## INPUT MATERIAL:
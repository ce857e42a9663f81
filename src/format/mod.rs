//! On-disk layout encode/decode primitives.
//!
//! Everything in a stripe file is described by four structures: the trailing
//! postscript, the table footer, the per-stripe footer, and per-column skip
//! lists. This module defines their exact byte layouts plus the bit-packed
//! exists bitmap and aligned value-array encodings. All multi-byte integers
//! are little-endian; lengths and offsets are 64-bit.

mod footer;
mod stripe;
mod values;

pub use footer::{
    Postscript, StripeMetadata, TableFooter, FORMAT_VERSION, POSTSCRIPT_LENGTH,
    POSTSCRIPT_MAGIC, POSTSCRIPT_SIZE_LENGTH,
};
pub use stripe::{
    decode_column_skip_list, encode_column_skip_list, ColumnBlockSkipNode, ColumnSizes,
    StripeFooter, StripeSkipList,
};
pub use values::{
    decode_bool_array, decode_value_array, encode_bool_array, encode_value, encode_value_array,
};

use crate::error::FormatError;

/// Read one byte, advancing the cursor.
pub(crate) fn decode_u8(cursor: &mut &[u8], offset: &mut u64) -> Result<u8, FormatError> {
    if cursor.is_empty() {
        return Err(FormatError::Corrupt(format!(
            "unexpected end of buffer at offset {}",
            offset
        )));
    }
    let value = cursor[0];
    *cursor = &cursor[1..];
    *offset += 1;
    Ok(value)
}

/// Read a little-endian u32, advancing the cursor.
pub(crate) fn decode_u32(cursor: &mut &[u8], offset: &mut u64) -> Result<u32, FormatError> {
    if cursor.len() < 4 {
        return Err(FormatError::Corrupt(format!(
            "unexpected end of buffer at offset {}: expected 4 bytes, got {}",
            offset,
            cursor.len()
        )));
    }
    let mut raw = [0u8; 4];
    raw.copy_from_slice(&cursor[..4]);
    *cursor = &cursor[4..];
    *offset += 4;
    Ok(u32::from_le_bytes(raw))
}

/// Read a little-endian u64, advancing the cursor.
pub(crate) fn decode_u64(cursor: &mut &[u8], offset: &mut u64) -> Result<u64, FormatError> {
    if cursor.len() < 8 {
        return Err(FormatError::Corrupt(format!(
            "unexpected end of buffer at offset {}: expected 8 bytes, got {}",
            offset,
            cursor.len()
        )));
    }
    let mut raw = [0u8; 8];
    raw.copy_from_slice(&cursor[..8]);
    *cursor = &cursor[8..];
    *offset += 8;
    Ok(u64::from_le_bytes(raw))
}

/// Borrow the next `length` bytes, advancing the cursor.
pub(crate) fn decode_slice<'a>(
    cursor: &mut &'a [u8],
    offset: &mut u64,
    length: usize,
) -> Result<&'a [u8], FormatError> {
    if cursor.len() < length {
        return Err(FormatError::Corrupt(format!(
            "unexpected end of buffer at offset {}: expected {} bytes, got {}",
            offset,
            length,
            cursor.len()
        )));
    }
    let slice = &cursor[..length];
    *cursor = &cursor[length..];
    *offset += length as u64;
    Ok(slice)
}

/// A structure decoded cleanly but left bytes behind.
pub(crate) fn reject_trailing(cursor: &[u8], what: &str) -> Result<(), FormatError> {
    if cursor.is_empty() {
        Ok(())
    } else {
        Err(FormatError::Corrupt(format!(
            "{} has {} trailing bytes",
            what,
            cursor.len()
        )))
    }
}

## WORK TO BE COMPLETED:
Starting at the first entry and ending at the last, reproduce each one exactly.

## RESULT OF THIS EXERCISE:
repository ce857e42a9663f81
filename src/format/mod.rs
//! On-disk layout encode/decode primitives.
//!
//! Everything in a stripe file is described by four structures: the trailing
//! postscript, the table footer, the per-stripe footer, and per-column skip
//! lists. This module defines their exact byte layouts plus the bit-packed
//! exists bitmap and aligned value-array encodings. All multi-byte integers
//! are little-endian; lengths and offsets are 64-bit.

mod footer;
mod stripe;
mod values;

pub use footer::{
    Postscript, StripeMetadata, TableFooter, FORMAT_VERSION, POSTSCRIPT_LENGTH,
    POSTSCRIPT_MAGIC, POSTSCRIPT_SIZE_LENGTH,
};
pub use stripe::{
    decode_column_skip_list, encode_column_skip_list, ColumnBlockSkipNode, ColumnSizes,
    StripeFooter, StripeSkipList,
};
pub use values::{
    decode_bool_array, decode_value_array, encode_bool_array, encode_value, encode_value_array,
};

use crate::error::FormatError;

/// Read one byte, advancing the cursor.
pub(crate) fn decode_u8(cursor: &mut &[u8], offset: &mut u64) -> Result<u8, FormatError> {
    if cursor.is_empty() {
        return Err(FormatError::Corrupt(format!(
            "unexpected end of buffer at offset {}",
            offset
        )));
    }
    let value = cursor[0];
    *cursor = &cursor[1..];
    *offset += 1;
    Ok(value)
}

/// Read a little-endian u32, advancing the cursor.
pub(crate) fn decode_u32(cursor: &mut &[u8], offset: &mut u64) -> Result<u32, FormatError> {
    if cursor.len() < 4 {
        return Err(FormatError::Corrupt(format!(
            "unexpected end of buffer at offset {}: expected 4 bytes, got {}",
            offset,
            cursor.len()
        )));
    }
    let mut raw = [0u8; 4];
    raw.copy_from_slice(&cursor[..4]);
    *cursor = &cursor[4..];
    *offset += 4;
    Ok(u32::from_le_bytes(raw))
}

/// Read a little-endian u64, advancing the cursor.
pub(crate) fn decode_u64(cursor: &mut &[u8], offset: &mut u64) -> Result<u64, FormatError> {
    if cursor.len() < 8 {
        return Err(FormatError::Corrupt(format!(
            "unexpected end of buffer at offset {}: expected 8 bytes, got {}",
            offset,
            cursor.len()
        )));
    }
    let mut raw = [0u8; 8];
    raw.copy_from_slice(&cursor[..8]);
    *cursor = &cursor[8..];
    *offset += 8;
    Ok(u64::from_le_bytes(raw))
}

/// Borrow the next `length` bytes, advancing the cursor.
pub(crate) fn decode_slice<'a>(
    cursor: &mut &'a [u8],
    offset: &mut u64,
    length: usize,
) -> Result<&'a [u8], FormatError> {
    if cursor.len() < length {
        return Err(FormatError::Corrupt(format!(
            "unexpected end of buffer at offset {}: expected {} bytes, got {}",
            offset,
            length,
            cursor.len()
        )));
    }
    let slice = &cursor[..length];
    *cursor = &cursor[length..];
    *offset += length as u64;
    Ok(slice)
}

/// A structure decoded cleanly but left bytes behind.
pub(crate) fn reject_trailing(cursor: &[u8], what: &str) -> Result<(), FormatError> {
    if cursor.is_empty() {
        Ok(())
    } else {
        Err(FormatError::Corrupt(format!(
            "{} has {} trailing bytes",
            what,
            cursor.len()
        )))
    }
}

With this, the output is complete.